Peri Verein für Menschenrechte und Integration gedenkt der Ermordeten, die sterben musste, weil ihre Familie die Beziehung zu einem Nicht-Jesiden nicht tolerierte. Wir mahnen die Öffentlichkeit, sogenannte "Ehrenmorde" nicht als bedauerliche Einzelfälle abzutun. Der Freiburger Psychologie-Professor Jan Ilhan Kizilhan, der sich eingehend mit dem Fall Arzu Özmen befasst hat, kommt richtigerweise zu dem Schluss: "Bei einem Ehrenmörder spielt auch der soziale Konflikt eine Rolle, die Gruppe. Es dreht sich alles um die Frage: Was denken die Verwandten? Sind wir schwach?"

Daher muss in der Öffentlichkeit ein Bewusstsein dafür entstehen, dass "Ehrenmorde" nur in einem Umfeld möglich sind, das die Tat gutheißt. In diesem Zusammenhang ist darauf zu verweisen, dass Menschenrechtsaktivisten und Journalisten, die sich mit dem Fall befassten, Opfer von Einschüchterungsversuchen, Gewalt- und Morddrohungen geworden sind. Erschreckend sind auch die zahlreichen, gut dokumentierten Äußerungen, die der Tat zustimmen.
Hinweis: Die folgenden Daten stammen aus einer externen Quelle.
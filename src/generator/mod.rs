//! Serializes the output tree to text.
//!
//! The generator is nothing but the `Display` implementations of the output
//! tree. No state, no separators beyond the ones spelled out here: the
//! program body is concatenated as is, layout comes from its `WhiteSpace` and
//! `NewLine` nodes.

use std::fmt::{self, Display};

use crate::transformer::{CallExpression, Identifier, Node, Program};

/// Generates the output text for a whole program.
pub fn generate(program: &Program<'_>) -> String { program.to_string() }

impl Display for Program<'_> {
	fn fmt(&self, f: &mut fmt::Formatter<'_>) -> fmt::Result {
		for node in &self.body {
			write!(f, "{node}")?;
		}
		Ok(())
	}
}

impl Display for CallExpression<'_> {
	fn fmt(&self, f: &mut fmt::Formatter<'_>) -> fmt::Result {
		write!(f, "{}(", self.callee)?;
		for (i, argument) in self.arguments.iter().enumerate() {
			if i > 0 {
				write!(f, ", ")?;
			}
			write!(f, "{argument}")?;
		}
		write!(f, ")")
	}
}

impl Display for Identifier<'_> {
	fn fmt(&self, f: &mut fmt::Formatter<'_>) -> fmt::Result { f.write_str(self.name) }
}

impl Display for Node<'_> {
	fn fmt(&self, f: &mut fmt::Formatter<'_>) -> fmt::Result {
		match self {
			Node::ExpressionStatement(call) => write!(f, "{call};"),
			Node::CallExpression(call) => write!(f, "{call}"),
			Node::Identifier(identifier) => write!(f, "{identifier}"),
			Node::NumberLiteral(value) => f.write_str(value),
			Node::StringLiteral(value) => write!(f, "\"{value}\""),
			Node::WhiteSpace => f.write_str(" "),
			Node::NewLine => f.write_str("\n"),
			Node::VarKeyword => f.write_str("var"),
			Node::EqualsToken => f.write_str("="),
			Node::Semicolon => f.write_str(";"),
		}
	}
}
/// Stands in for a token kind when the token stream ran out.
pub const END_OF_INPUT: &str = "end of input";

/// Errors raised while parsing. Token kinds are named, positions are not tracked.
#[derive(thiserror::Error, Debug, Clone, PartialEq, Eq)]
pub enum ParseError {
	#[error("Unexpected token kind {0}")]
	UnexpectedToken(&'static str),
	#[error("`{target}` can only be followed by a number or a string literal, but {found} was found")]
	ExpectedLiteral { target: String, found: &'static str },
	#[error("A call must start with the callee name right after `(`, but {0} was found")]
	ExpectedCallee(&'static str),
	#[error("`var` must be followed by the name it declares, but {0} was found")]
	ExpectedDeclarationTarget(&'static str),
	#[error("Unterminated call to `{0}`, expected RightParen")]
	UnterminatedCall(String),
}
use std::process::ExitCode;

use lispc::{Compiler, Emit, Options, cli::*};
use palc::Parser;

fn main() -> ExitCode {
	let cli = Cli::parse();
	let compiler = Compiler::new(Options { keep_var_keyword: cli.keep_var });
	let emit = match cli.emit.as_deref().map(str::parse::<Emit>).transpose() {
		Ok(emit) => emit.unwrap_or_default(),
		Err(e) => {
			eprintln!("Invalid --emit: {e}");
			return ExitCode::FAILURE;
		}
	};

	match cli.mode {
		Mode::File { path } => {
			if let Err(e) = compiler.run_file(&path, emit) {
				eprintln!("Failed run file: {e}");
				return ExitCode::FAILURE;
			}
		}
		Mode::Eval { source } => match compiler.render(&source, emit) {
			Ok(output) => println!("{output}"),
			Err(e) => {
				eprintln!("Failed compile: {e}");
				return ExitCode::FAILURE;
			}
		},
		Mode::Repl => compiler.run_prompt(emit),
	}
	ExitCode::SUCCESS
}
use std::{fs::read_to_string, io::Write, path::Path, str::FromStr};

use anyhow::Context;

use crate::{CompileError, UnknownStage, generator, parser::Parser, scanner::Scanner, transformer::Transformer};

/// Settings for one compilation.
#[derive(Debug, Clone, Copy, Default, PartialEq, Eq)]
pub struct Options {
	/// Keep `var` in front of declarations instead of emitting a plain
	/// assignment.
	pub keep_var_keyword: bool,
}

/// Which stage of the pipeline to print.
#[derive(Debug, Clone, Copy, Default, PartialEq, Eq)]
pub enum Emit {
	Tokens,
	/// Intermediate syntax tree.
	Ist,
	/// Output syntax tree.
	Ost,
	#[default]
	Output,
}

impl FromStr for Emit {
	type Err = UnknownStage;

	fn from_str(s: &str) -> Result<Self, Self::Err> {
		match s {
			"tokens" => Ok(Emit::Tokens),
			"ist" => Ok(Emit::Ist),
			"ost" => Ok(Emit::Ost),
			"output" => Ok(Emit::Output),
			_ => Err(UnknownStage(s.to_string())),
		}
	}
}

/// Drives source text through scanner, parser, transformer and generator.
#[derive(Debug, Default)]
pub struct Compiler {
	options: Options,
}

impl Compiler {
	pub fn new(options: Options) -> Self { Self { options } }

	/// Compile `source` to output text.
	pub fn compile(&self, source: &str) -> Result<String, CompileError> { self.render(source, Emit::Output) }

	/// Run the pipeline up to `emit` and render that stage's result.
	pub fn render(&self, source: &str, emit: Emit) -> Result<String, CompileError> {
		let tokens = Scanner::new(source).scan_tokens()?;
		if emit == Emit::Tokens {
			return Ok(format!("{tokens:?}"));
		}

		let ast = Parser::new(&tokens).parse()?;
		if emit == Emit::Ist {
			return Ok(ast.to_string());
		}

		let ost = Transformer::new(self.options).transform(&ast);
		if emit == Emit::Ost {
			return Ok(format!("{ost:#?}"));
		}

		Ok(generator::generate(&ost))
	}

	/// Read and compile a source file.
	pub fn compile_file<P: AsRef<Path>>(&self, path: P) -> Result<String, CompileError> {
		let source = read_to_string(path).context("Failed open source file")?;
		self.compile(&source)
	}

	/// Read a source file and print the requested stage.
	pub fn run_file<P: AsRef<Path>>(&self, path: P, emit: Emit) -> Result<(), CompileError> {
		let source = read_to_string(path).context("Failed open source file")?;
		println!("{}", self.render(&source, emit)?);
		Ok(())
	}

	/// Run the REPL prompt, one line per compilation.
	pub fn run_prompt(&self, emit: Emit) {
		let mut input = String::new();
		let stdin = std::io::stdin();
		loop {
			input.clear();
			print!("> ");
			if let Err(e) = std::io::stdout().flush() {
				eprintln!("Failed flush: {e}");
			}
			match stdin.read_line(&mut input) {
				Ok(0) => {
					println!("\nExited lispc repl");
					break;
				}
				Ok(_) => {}
				Err(e) => {
					eprintln!("Failed read line: {e}");
					continue;
				}
			}
			match self.render(input.trim_end_matches(['\r', '\n']), emit) {
				Ok(output) => println!("{output}"),
				Err(e) => eprintln!("Failed compile: {e}"),
			}
		}
	}
}
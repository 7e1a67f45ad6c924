//! Retargets the intermediate tree into an output-shaped tree.
//!
//! One depth-first, pre-order walk. Each step gets the intermediate node, its
//! intermediate parent and the list it has to append its output into. That
//! list belongs to the output counterpart of the parent: the program body for
//! top-level forms, the argument list of the freshly built call for anything
//! inside a call.
//!
//! Two things change shape on the way:
//!
//! - a call at the top level becomes an `ExpressionStatement`, a call in
//!   argument position stays a bare `CallExpression`;
//! - whitespace between arguments is dropped, the generator puts `, ` between
//!   arguments instead. Newlines are always kept.

mod node;

pub use node::*;

use crate::{Options, parser as ist};

/// Transforms with default options.
pub fn transform<'a>(ast: &ist::Program<'a>) -> Program<'a> { Transformer::default().transform(ast) }

#[derive(Debug, Default)]
pub struct Transformer {
	options: Options,
}

impl Transformer {
	pub fn new(options: Options) -> Self { Self { options } }

	pub fn transform<'a>(&self, ast: &ist::Program<'a>) -> Program<'a> {
		let mut program = Program::default();
		self.traverse_array(&ast.body, None, &mut program.body);
		program
	}

	fn traverse_array<'a>(&self, nodes: &[ist::Node<'a>], parent: Option<&ist::Node<'a>>, target: &mut Vec<Node<'a>>) {
		let mut after_var = false;
		for node in nodes {
			after_var = self.traverse_node(node, parent, after_var, target);
		}
	}

	/// Appends the output for `node` to `target`. `after_var` is set while
	/// the siblings before `node`, up to a dropped `var`, were all
	/// whitespace; the return value is the same flag for the next sibling.
	fn traverse_node<'a>(
		&self,
		node: &ist::Node<'a>,
		parent: Option<&ist::Node<'a>>,
		after_var: bool,
		target: &mut Vec<Node<'a>>,
	) -> bool {
		let in_call = matches!(parent, Some(ist::Node::CallExpression { .. }));
		match node {
			ist::Node::WhiteSpace if in_call || after_var => return after_var,
			ist::Node::WhiteSpace => target.push(Node::WhiteSpace),
			ist::Node::NewLine => target.push(Node::NewLine),
			ist::Node::NumberLiteral(value) => target.push(Node::NumberLiteral(*value)),
			ist::Node::StringLiteral(value) => target.push(Node::StringLiteral(*value)),
			ist::Node::Identifier(name) => target.push(Node::identifier(*name)),
			ist::Node::EqualsToken => target.push(Node::EqualsToken),
			ist::Node::Semicolon => target.push(Node::Semicolon),
			ist::Node::VarKeyword if self.options.keep_var_keyword => target.push(Node::VarKeyword),
			// The target syntax declares by plain assignment.
			ist::Node::VarKeyword => return true,
			ist::Node::CallExpression { callee, arguments } => {
				let mut call = CallExpression::new(*callee, Vec::new());
				self.traverse_array(arguments, Some(node), &mut call.arguments);
				if in_call {
					target.push(Node::CallExpression(call));
				} else {
					target.push(Node::ExpressionStatement(call));
				}
			}
		}
		false
	}
}
//! Infrastructure - settings, testability ports and the session actors.

pub mod app_settings;
pub mod clock;
pub mod ports;
pub mod session;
Wer, so fragen wir, hat ein Interesse daran, Aufklärung und Berichterstattung zu behindern? Wer stellt sich angesichts eines solchen Verbrechens auf die Seite der Täter?

Die Ehre ist in diesen Kreisen von essentieller Bedeutung und wird höher als ein Menschenleben bewertet. Das "Verbrechen" der Frau, das in freier Entfaltung und einem Verstoß gegen die jesidische Religion sowie Tradition besteht, wird als Angriff auf die ganze jesidische Gemeinschaft verstanden, so dass auch die Gemeinschaft als ganze zum Handeln aufgerufen ist. In der Regel beschließt der Familienrat, was zu tun. Ihre Geschwister, u.a. Kemal und Elvis, wollten begraben, was sie als Unehre der Familie betrachteten. Diese Gewaltanwendung gegen Arzu Özmen ist eine Hinrichtung. Demnach wäre ein offener Vollzug für Kemal und Elvis Özmen, wie er derzeit im Gesspräch ist, ein fataler Rückschritt in der Bekämpfung der "Ehrenmorde". Ein offener Vollzug für Kemal und Elvis Özmen signalisiert nicht nur Arzus Mördern, sondern den Nachahmern der Özmen-Geschwister: "Der Staat schützt die 'Ehren'- Täter." Der offene Vollzug ist nur angebracht, wenn Täter sich mit ihrer Tat auseinandergesetzt haben und sie bereuen. Diesen Anschein haben die Geschwister Özmen nicht erweckt. Der offene Vollzug bedeutet eine Begünstigung und wir befürchten, dass er bei den Tätern sowie möglichen Nachahmern den Eindruck erweckt, dass der Staat ein gewisses Verständnis für den archaischen Ehrbegriff dieser patriarchalischen Gesellschaften signalisiert. Bei den bedrohten und gefährdeten Frauen entsteht so der fatale Eindruck, dass der deutsche Staat ihre lebensbedrohende Notlage nicht ernst nimmt.

Peri e. V. verlangt eine lückenlose Aufklärung über die Rolle der Eltern sowie über die Vorgänge innerhalb der Community, der Arzu Özmen entstammt. Nach wie vor fordern wir einen Gedenkstein für Arzu an einer zentralen Stelle, um die Erinnerung an ihre Ermordung wachzuhalten.